◆ **INSTRUCTIONS FOR THE TASK**
Repeat the records exactly. Every line must match.

(Stored data)
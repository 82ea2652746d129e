//! Shared types for tasks, plans, and persisted status.
//!
//! Serialized forms of these types are the on-disk contract for the status
//! store and plan cache, so field names and enum spellings must stay stable.

use std::fmt;

use serde::{Deserialize, Serialize};

/// Position of a task agent within its workflow.
#[derive(Debug, Clone, Copy, PartialEq, Eq, Hash, Serialize, Deserialize)]
#[serde(rename_all = "snake_case")]
pub enum Stage {
    Initialized,
    SettingUp,
    Planning,
    WritingTests,
    Implementing,
    Testing,
    Debugging,
    PausedForGuidance,
    Completed,
    /// Aborted by an unrecoverable stage error, or by an exhausted guided
    /// cycle when `guided_exhaustion = "fail"`.
    Failed,
}

impl Stage {
    pub fn as_str(self) -> &'static str {
        match self {
            Stage::Initialized => "initialized",
            Stage::SettingUp => "setting_up",
            Stage::Planning => "planning",
            Stage::WritingTests => "writing_tests",
            Stage::Implementing => "implementing",
            Stage::Testing => "testing",
            Stage::Debugging => "debugging",
            Stage::PausedForGuidance => "paused_for_guidance",
            Stage::Completed => "completed",
            Stage::Failed => "failed",
        }
    }

    /// No further work happens without an explicit restart.
    pub fn is_terminal(self) -> bool {
        matches!(self, Stage::Completed | Stage::Failed)
    }

    /// The agent has stopped on its own: terminal, or waiting for guidance.
    pub fn is_settled(self) -> bool {
        self.is_terminal() || self == Stage::PausedForGuidance
    }
}

impl fmt::Display for Stage {
    fn fmt(&self, f: &mut fmt::Formatter<'_>) -> fmt::Result {
        f.write_str(self.as_str())
    }
}

/// Persisted status for one task (`.conductor/state/status.json`).
#[derive(Debug, Clone, PartialEq, Eq, Serialize, Deserialize)]
pub struct StatusRecord {
    pub name: String,
    pub stage: Stage,
    pub retry_count: u32,
    pub backend_identity: String,
}

impl StatusRecord {
    pub fn new(name: impl Into<String>) -> Self {
        Self {
            name: name.into(),
            stage: Stage::Initialized,
            retry_count: 0,
            backend_identity: String::new(),
        }
    }
}

/// Partial update merged into an existing [`StatusRecord`].
#[derive(Debug, Clone, Default, PartialEq, Eq)]
pub struct StatusPatch {
    pub stage: Option<Stage>,
    pub retry_count: Option<u32>,
    pub backend_identity: Option<String>,
}

impl StatusPatch {
    pub fn apply(&self, record: &mut StatusRecord) {
        if let Some(stage) = self.stage {
            record.stage = stage;
        }
        if let Some(retry_count) = self.retry_count {
            record.retry_count = retry_count;
        }
        if let Some(backend) = &self.backend_identity {
            record.backend_identity = backend.clone();
        }
    }
}

/// Rough size of a task as judged by the planner.
#[derive(Debug, Clone, Copy, Default, PartialEq, Eq, Serialize, Deserialize)]
pub enum Complexity {
    #[serde(alias = "low", alias = "LOW")]
    Low,
    #[default]
    #[serde(alias = "medium", alias = "MEDIUM")]
    Medium,
    #[serde(alias = "high", alias = "HIGH")]
    High,
}

/// Structured implementation plan for one task.
#[derive(Debug, Clone, PartialEq, Eq, Serialize, Deserialize)]
pub struct Plan {
    pub purpose: String,
    #[serde(default)]
    pub sub_tasks: Vec<String>,
    #[serde(default)]
    pub dependencies: Vec<String>,
    #[serde(default)]
    pub edge_cases: Vec<String>,
    #[serde(default)]
    pub complexity: Complexity,
}

/// A component as extracted from the design document.
#[derive(Debug, Clone, PartialEq, Eq, Serialize, Deserialize)]
pub struct Component {
    pub name: String,
    #[serde(default)]
    pub description: String,
    #[serde(default)]
    pub language: Option<String>,
}

/// A unit of work for one agent. Immutable once the task set is built.
#[derive(Debug, Clone, PartialEq, Eq, Serialize, Deserialize)]
pub struct Task {
    pub name: String,
    pub description: String,
    #[serde(default)]
    pub language: Option<String>,
    #[serde(default)]
    pub plan: Option<Plan>,
}

impl Task {
    pub fn from_component(component: Component, plan: Option<Plan>) -> Self {
        Self {
            name: component.name,
            description: component.description,
            language: component.language,
            plan,
        }
    }
}

/// Result of one test-runner invocation as seen by the agent loop.
#[derive(Debug, Clone, PartialEq, Eq)]
pub enum TestOutcome {
    Passed,
    /// `summary` is the bounded tail of the runner output.
    Failed { summary: String },
}

impl TestOutcome {
    pub fn passed(&self) -> bool {
        matches!(self, TestOutcome::Passed)
    }
}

◆ **ANSWER**
repository 82ea2652746d129e
//! Shared types for tasks, plans, and persisted status.
//!
//! Serialized forms of these types are the on-disk contract for the status
//! store and plan cache, so field names and enum spellings must stay stable.

use std::fmt;

use serde::{Deserialize, Serialize};

/// Position of a task agent within its workflow.
#[derive(Debug, Clone, Copy, PartialEq, Eq, Hash, Serialize, Deserialize)]
#[serde(rename_all = "snake_case")]
pub enum Stage {
    Initialized,
    SettingUp,
    Planning,
    WritingTests,
    Implementing,
    Testing,
    Debugging,
    PausedForGuidance,
    Completed,
    /// Aborted by an unrecoverable stage error, or by an exhausted guided
    /// cycle when `guided_exhaustion = "fail"`.
    Failed,
}

impl Stage {
    pub fn as_str(self) -> &'static str {
        match self {
            Stage::Initialized => "initialized",
            Stage::SettingUp => "setting_up",
            Stage::Planning => "planning",
            Stage::WritingTests => "writing_tests",
            Stage::Implementing => "implementing",
            Stage::Testing => "testing",
            Stage::Debugging => "debugging",
            Stage::PausedForGuidance => "paused_for_guidance",
            Stage::Completed => "completed",
            Stage::Failed => "failed",
        }
    }

    /// No further work happens without an explicit restart.
    pub fn is_terminal(self) -> bool {
        matches!(self, Stage::Completed | Stage::Failed)
    }

    /// The agent has stopped on its own: terminal, or waiting for guidance.
    pub fn is_settled(self) -> bool {
        self.is_terminal() || self == Stage::PausedForGuidance
    }
}

impl fmt::Display for Stage {
    fn fmt(&self, f: &mut fmt::Formatter<'_>) -> fmt::Result {
        f.write_str(self.as_str())
    }
}

/// Persisted status for one task (`.conductor/state/status.json`).
#[derive(Debug, Clone, PartialEq, Eq, Serialize, Deserialize)]
pub struct StatusRecord {
    pub name: String,
    pub stage: Stage,
    pub retry_count: u32,
    pub backend_identity: String,
}

impl StatusRecord {
    pub fn new(name: impl Into<String>) -> Self {
        Self {
            name: name.into(),
            stage: Stage::Initialized,
            retry_count: 0,
            backend_identity: String::new(),
        }
    }
}

/// Partial update merged into an existing [`StatusRecord`].
#[derive(Debug, Clone, Default, PartialEq, Eq)]
pub struct StatusPatch {
    pub stage: Option<Stage>,
    pub retry_count: Option<u32>,
    pub backend_identity: Option<String>,
}

impl StatusPatch {
    pub fn apply(&self, record: &mut StatusRecord) {
        if let Some(stage) = self.stage {
            record.stage = stage;
        }
        if let Some(retry_count) = self.retry_count {
            record.retry_count = retry_count;
        }
        if let Some(backend) = &self.backend_identity {
            record.backend_identity = backend.clone();
        }
    }
}

/// Rough size of a task as judged by the planner.
#[derive(Debug, Clone, Copy, Default, PartialEq, Eq, Serialize, Deserialize)]
pub enum Complexity {
    #[serde(alias = "low", alias = "LOW")]
    Low,
    #[default]
    #[serde(alias = "medium", alias = "MEDIUM")]
    Medium,
    #[serde(alias = "high", alias = "HIGH")]
    High,
}

/// Structured implementation plan for one task.
#[derive(Debug, Clone, PartialEq, Eq, Serialize, Deserialize)]
pub struct Plan {
    pub purpose: String,
    #[serde(default)]
    pub sub_tasks: Vec<String>,
    #[serde(default)]
    pub dependencies: Vec<String>,
    #[serde(default)]
    pub edge_cases: Vec<String>,
    #[serde(default)]
    pub complexity: Complexity,
}

/// A component as extracted from the design document.
#[derive(Debug, Clone, PartialEq, Eq, Serialize, Deserialize)]
pub struct Component {
    pub name: String,
    #[serde(default)]
    pub description: String,
    #[serde(default)]
    pub language: Option<String>,
}

/// A unit of work for one agent. Immutable once the task set is built.
#[derive(Debug, Clone, PartialEq, Eq, Serialize, Deserialize)]
pub struct Task {
    pub name: String,
    pub description: String,
    #[serde(default)]
    pub language: Option<String>,
    #[serde(default)]
    pub plan: Option<Plan>,
}

impl Task {
    pub fn from_component(component: Component, plan: Option<Plan>) -> Self {
        Self {
            name: component.name,
            description: component.description,
            language: component.language,
            plan,
        }
    }
}

/// Result of one test-runner invocation as seen by the agent loop.
#[derive(Debug, Clone, PartialEq, Eq)]
pub enum TestOutcome {
    Passed,
    /// `summary` is the bounded tail of the runner output.
    Failed { summary: String },
}

impl TestOutcome {
    pub fn passed(&self) -> bool {
        matches!(self, TestOutcome::Passed)
    }
}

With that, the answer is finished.